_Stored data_
= = =
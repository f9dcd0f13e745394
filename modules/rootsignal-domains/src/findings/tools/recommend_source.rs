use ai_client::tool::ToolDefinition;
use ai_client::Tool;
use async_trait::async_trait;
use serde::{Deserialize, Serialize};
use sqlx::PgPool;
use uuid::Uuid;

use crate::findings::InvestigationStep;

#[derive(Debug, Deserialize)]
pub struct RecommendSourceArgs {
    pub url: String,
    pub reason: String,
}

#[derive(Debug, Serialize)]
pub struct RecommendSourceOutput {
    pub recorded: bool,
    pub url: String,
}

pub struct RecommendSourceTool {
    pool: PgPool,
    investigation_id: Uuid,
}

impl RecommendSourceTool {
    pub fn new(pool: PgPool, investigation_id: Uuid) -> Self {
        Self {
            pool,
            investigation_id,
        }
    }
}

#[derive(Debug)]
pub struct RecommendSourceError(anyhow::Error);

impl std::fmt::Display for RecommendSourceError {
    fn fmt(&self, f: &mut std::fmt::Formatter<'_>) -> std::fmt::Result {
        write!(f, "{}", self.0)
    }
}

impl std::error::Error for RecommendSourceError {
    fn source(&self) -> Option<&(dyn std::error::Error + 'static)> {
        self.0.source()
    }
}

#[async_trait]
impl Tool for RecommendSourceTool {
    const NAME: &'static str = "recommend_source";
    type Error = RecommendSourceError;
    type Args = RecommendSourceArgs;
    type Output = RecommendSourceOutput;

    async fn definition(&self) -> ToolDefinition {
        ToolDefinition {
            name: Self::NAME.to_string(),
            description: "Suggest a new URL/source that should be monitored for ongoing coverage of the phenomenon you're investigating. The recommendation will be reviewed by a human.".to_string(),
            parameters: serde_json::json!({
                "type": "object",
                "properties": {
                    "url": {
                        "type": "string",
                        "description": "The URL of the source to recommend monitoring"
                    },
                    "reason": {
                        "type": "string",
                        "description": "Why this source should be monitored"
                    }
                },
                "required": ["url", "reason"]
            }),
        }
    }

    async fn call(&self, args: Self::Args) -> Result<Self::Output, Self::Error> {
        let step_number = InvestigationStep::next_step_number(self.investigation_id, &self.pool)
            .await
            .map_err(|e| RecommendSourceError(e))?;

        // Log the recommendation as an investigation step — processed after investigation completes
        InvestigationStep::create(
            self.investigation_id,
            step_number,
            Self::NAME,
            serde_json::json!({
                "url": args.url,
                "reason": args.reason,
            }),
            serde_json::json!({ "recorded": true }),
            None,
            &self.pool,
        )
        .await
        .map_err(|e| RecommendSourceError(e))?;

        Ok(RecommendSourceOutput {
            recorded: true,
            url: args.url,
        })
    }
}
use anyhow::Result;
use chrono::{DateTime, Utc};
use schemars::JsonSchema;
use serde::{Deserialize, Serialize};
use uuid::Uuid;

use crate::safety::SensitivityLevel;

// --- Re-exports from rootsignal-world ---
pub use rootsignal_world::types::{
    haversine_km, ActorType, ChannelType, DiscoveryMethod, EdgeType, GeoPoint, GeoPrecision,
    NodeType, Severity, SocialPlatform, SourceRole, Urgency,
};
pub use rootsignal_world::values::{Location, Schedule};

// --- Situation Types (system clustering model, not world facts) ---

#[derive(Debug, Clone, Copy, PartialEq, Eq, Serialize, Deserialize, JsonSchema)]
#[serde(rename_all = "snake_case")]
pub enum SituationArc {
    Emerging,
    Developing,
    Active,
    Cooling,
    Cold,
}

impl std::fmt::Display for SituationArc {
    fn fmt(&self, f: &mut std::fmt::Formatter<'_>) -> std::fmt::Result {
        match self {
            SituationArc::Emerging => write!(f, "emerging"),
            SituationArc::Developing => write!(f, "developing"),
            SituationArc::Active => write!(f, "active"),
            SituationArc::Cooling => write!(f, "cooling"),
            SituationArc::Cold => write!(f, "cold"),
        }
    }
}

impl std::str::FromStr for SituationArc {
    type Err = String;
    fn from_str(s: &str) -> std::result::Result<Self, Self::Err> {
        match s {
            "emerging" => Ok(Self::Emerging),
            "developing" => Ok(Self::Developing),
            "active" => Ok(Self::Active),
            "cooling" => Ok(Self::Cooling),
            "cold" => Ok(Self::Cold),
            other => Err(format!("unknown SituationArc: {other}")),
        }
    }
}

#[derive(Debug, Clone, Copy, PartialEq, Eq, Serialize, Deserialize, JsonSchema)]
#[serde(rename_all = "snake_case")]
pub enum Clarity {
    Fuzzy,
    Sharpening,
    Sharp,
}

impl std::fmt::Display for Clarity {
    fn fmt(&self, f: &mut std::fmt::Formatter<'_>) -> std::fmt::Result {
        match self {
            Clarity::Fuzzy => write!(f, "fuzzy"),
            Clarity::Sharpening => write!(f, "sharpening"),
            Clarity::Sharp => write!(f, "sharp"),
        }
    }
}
= = =
The required answer is the exact run of lines above starting at the line with "use sqlx::PgPool;" and ending at the line with "pub fn new(pool: PgPool, investigation_id: Uuid)", with both ends present.

_Response to this task_
use sqlx::PgPool;
use uuid::Uuid;

use crate::findings::InvestigationStep;

#[derive(Debug, Deserialize)]
pub struct RecommendSourceArgs {
    pub url: String,
    pub reason: String,
}

#[derive(Debug, Serialize)]
pub struct RecommendSourceOutput {
    pub recorded: bool,
    pub url: String,
}

pub struct RecommendSourceTool {
    pool: PgPool,
    investigation_id: Uuid,
}

impl RecommendSourceTool {
    pub fn new(pool: PgPool, investigation_id: Uuid) -> Self {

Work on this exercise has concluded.